THE RECORDS =>
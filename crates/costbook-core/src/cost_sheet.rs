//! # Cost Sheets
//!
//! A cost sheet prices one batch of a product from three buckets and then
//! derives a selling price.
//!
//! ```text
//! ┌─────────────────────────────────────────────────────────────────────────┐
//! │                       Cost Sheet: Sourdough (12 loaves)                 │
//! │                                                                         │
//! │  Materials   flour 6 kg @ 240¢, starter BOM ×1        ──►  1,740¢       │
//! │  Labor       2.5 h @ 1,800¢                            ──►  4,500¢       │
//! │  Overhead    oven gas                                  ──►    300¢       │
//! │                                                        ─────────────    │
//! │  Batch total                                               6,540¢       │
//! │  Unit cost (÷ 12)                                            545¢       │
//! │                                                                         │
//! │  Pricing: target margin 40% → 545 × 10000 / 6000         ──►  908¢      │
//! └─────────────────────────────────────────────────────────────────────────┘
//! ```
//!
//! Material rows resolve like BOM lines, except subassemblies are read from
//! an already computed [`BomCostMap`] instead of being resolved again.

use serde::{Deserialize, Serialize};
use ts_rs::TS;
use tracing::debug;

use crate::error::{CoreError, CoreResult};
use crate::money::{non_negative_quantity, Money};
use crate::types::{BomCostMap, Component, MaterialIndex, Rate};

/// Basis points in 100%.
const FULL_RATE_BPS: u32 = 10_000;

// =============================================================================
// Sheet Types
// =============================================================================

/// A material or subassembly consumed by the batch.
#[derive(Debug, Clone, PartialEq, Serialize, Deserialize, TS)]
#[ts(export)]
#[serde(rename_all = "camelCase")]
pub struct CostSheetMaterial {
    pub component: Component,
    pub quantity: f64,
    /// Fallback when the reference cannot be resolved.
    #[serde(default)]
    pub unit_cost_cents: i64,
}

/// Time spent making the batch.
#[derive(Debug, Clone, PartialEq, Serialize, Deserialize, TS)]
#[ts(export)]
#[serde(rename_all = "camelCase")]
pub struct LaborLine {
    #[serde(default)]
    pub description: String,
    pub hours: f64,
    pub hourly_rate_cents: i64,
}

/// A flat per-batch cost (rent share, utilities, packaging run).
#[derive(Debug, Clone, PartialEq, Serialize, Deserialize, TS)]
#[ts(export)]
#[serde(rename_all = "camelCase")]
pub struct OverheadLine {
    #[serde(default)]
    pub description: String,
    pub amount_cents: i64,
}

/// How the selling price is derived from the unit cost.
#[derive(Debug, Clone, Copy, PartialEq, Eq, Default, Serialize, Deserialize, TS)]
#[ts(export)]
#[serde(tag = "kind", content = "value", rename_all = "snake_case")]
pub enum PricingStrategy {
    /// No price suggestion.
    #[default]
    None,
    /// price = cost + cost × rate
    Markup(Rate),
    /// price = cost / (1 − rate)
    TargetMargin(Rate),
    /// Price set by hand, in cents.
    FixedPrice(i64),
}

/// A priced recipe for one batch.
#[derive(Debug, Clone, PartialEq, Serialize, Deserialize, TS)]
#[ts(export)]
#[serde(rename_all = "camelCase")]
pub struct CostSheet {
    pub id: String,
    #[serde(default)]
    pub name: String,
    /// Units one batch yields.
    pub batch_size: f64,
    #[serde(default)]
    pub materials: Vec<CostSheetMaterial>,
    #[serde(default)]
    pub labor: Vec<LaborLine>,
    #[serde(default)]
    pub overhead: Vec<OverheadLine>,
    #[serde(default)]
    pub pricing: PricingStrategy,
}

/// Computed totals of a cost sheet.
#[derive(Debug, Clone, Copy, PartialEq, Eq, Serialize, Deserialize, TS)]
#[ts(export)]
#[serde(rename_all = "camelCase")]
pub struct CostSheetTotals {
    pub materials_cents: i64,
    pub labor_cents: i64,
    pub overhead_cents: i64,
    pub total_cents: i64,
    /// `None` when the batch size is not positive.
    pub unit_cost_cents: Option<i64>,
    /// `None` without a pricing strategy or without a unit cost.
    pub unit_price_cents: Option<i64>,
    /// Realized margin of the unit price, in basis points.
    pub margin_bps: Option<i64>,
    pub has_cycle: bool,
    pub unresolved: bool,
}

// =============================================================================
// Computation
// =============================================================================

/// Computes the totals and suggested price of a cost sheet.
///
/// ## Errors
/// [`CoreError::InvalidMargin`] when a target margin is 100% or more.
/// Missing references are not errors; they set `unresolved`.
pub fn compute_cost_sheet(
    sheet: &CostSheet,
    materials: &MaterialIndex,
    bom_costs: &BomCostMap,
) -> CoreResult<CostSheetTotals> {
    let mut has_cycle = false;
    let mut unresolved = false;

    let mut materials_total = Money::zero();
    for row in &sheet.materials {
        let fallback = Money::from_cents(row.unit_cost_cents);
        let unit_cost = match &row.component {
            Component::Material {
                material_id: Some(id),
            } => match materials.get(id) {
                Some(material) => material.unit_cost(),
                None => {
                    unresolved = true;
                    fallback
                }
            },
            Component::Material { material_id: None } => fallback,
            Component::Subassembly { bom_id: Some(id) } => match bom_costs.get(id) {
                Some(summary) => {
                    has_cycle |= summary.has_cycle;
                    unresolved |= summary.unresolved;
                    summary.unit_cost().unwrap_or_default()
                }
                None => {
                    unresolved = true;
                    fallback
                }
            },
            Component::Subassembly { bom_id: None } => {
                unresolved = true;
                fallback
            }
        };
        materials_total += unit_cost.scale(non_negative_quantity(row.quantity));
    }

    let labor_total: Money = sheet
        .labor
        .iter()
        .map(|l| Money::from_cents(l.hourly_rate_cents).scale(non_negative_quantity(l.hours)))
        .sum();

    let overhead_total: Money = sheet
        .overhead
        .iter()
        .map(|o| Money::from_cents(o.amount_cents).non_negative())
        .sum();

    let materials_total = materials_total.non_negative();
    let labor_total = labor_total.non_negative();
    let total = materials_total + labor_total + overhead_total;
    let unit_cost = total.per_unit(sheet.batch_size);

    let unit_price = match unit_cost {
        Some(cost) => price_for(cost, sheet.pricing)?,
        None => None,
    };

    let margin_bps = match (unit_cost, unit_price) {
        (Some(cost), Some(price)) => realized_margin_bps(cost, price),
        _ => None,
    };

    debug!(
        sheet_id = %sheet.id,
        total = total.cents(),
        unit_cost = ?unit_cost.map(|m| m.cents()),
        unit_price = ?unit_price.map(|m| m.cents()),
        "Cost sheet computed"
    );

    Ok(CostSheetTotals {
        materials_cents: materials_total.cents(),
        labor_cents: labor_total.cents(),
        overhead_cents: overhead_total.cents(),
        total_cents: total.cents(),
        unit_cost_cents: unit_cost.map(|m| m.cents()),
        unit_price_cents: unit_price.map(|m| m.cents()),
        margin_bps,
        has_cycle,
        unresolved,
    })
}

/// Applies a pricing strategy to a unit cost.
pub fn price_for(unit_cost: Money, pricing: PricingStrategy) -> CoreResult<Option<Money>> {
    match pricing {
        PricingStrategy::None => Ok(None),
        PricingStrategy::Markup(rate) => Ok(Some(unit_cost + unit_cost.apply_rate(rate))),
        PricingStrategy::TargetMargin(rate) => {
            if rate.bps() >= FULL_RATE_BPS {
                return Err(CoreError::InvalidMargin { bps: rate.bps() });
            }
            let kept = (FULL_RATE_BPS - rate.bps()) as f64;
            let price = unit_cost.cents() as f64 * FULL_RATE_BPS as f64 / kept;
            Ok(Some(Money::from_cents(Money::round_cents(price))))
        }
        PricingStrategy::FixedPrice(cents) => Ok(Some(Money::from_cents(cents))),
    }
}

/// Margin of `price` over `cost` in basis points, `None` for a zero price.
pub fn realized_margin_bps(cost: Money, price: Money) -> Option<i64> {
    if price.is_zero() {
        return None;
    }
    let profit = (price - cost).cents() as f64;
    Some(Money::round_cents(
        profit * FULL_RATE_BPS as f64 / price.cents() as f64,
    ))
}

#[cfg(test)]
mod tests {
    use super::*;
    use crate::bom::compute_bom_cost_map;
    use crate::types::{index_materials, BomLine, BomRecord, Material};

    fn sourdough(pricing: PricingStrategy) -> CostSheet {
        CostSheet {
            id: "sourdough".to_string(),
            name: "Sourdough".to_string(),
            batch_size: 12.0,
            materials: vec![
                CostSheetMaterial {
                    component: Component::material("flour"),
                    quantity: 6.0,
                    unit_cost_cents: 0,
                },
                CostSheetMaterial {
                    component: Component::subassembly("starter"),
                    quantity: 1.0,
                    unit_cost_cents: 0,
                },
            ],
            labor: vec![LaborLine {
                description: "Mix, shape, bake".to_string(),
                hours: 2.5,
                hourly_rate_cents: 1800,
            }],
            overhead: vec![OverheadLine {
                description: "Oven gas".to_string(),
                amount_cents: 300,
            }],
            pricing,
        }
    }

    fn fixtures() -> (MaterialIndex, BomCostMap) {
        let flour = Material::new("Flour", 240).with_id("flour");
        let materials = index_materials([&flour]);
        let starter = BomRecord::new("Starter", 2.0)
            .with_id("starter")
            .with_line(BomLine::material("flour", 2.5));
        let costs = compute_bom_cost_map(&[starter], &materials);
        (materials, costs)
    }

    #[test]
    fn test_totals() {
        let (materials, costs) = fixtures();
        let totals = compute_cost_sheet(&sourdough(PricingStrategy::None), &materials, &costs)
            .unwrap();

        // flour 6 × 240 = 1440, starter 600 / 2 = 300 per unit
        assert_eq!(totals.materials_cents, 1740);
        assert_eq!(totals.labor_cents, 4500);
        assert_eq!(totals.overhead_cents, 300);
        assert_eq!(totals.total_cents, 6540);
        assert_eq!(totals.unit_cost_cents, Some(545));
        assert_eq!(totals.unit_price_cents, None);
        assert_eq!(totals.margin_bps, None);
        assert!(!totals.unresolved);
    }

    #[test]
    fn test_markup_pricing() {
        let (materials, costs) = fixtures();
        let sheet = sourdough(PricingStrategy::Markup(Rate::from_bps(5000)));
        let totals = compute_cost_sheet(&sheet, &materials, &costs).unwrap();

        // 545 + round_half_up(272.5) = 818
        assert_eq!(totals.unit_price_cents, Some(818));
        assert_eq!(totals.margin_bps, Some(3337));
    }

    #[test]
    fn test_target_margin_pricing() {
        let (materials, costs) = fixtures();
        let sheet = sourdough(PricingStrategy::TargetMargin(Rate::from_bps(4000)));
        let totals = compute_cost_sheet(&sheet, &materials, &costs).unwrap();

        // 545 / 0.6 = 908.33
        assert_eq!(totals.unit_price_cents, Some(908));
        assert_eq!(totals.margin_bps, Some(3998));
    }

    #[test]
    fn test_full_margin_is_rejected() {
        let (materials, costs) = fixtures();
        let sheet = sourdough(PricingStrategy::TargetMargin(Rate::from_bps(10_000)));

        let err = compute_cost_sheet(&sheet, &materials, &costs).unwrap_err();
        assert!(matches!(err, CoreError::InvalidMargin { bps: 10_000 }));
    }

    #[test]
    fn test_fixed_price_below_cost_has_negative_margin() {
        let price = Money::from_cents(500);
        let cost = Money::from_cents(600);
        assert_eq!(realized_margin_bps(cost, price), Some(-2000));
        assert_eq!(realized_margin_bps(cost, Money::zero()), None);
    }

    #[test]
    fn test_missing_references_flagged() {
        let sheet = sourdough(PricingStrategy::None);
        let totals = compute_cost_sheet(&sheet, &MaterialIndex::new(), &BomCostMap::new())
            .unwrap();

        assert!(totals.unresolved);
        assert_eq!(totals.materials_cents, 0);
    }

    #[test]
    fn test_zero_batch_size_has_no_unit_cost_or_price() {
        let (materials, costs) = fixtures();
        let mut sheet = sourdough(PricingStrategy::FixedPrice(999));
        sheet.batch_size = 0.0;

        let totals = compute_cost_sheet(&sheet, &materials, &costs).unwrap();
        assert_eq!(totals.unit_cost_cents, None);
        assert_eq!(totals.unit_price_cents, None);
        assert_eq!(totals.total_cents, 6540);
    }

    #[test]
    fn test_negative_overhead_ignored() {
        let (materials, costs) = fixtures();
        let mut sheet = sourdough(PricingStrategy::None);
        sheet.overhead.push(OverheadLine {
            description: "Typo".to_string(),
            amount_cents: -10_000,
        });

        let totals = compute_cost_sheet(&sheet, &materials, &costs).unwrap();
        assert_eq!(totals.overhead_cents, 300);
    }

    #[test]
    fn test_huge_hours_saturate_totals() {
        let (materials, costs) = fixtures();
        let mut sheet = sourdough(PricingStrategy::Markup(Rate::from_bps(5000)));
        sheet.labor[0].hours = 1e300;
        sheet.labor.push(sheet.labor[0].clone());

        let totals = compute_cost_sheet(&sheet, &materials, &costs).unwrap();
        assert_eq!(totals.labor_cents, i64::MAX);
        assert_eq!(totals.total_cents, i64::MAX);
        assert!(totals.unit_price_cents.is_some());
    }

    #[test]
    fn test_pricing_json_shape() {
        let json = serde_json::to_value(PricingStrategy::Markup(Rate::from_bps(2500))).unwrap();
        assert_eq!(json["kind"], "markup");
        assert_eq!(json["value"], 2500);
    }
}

WHAT YOU ARE ASKED TO DO => Please say how many lines of the material above include "return", giving that number and no other words.

REPLY => 2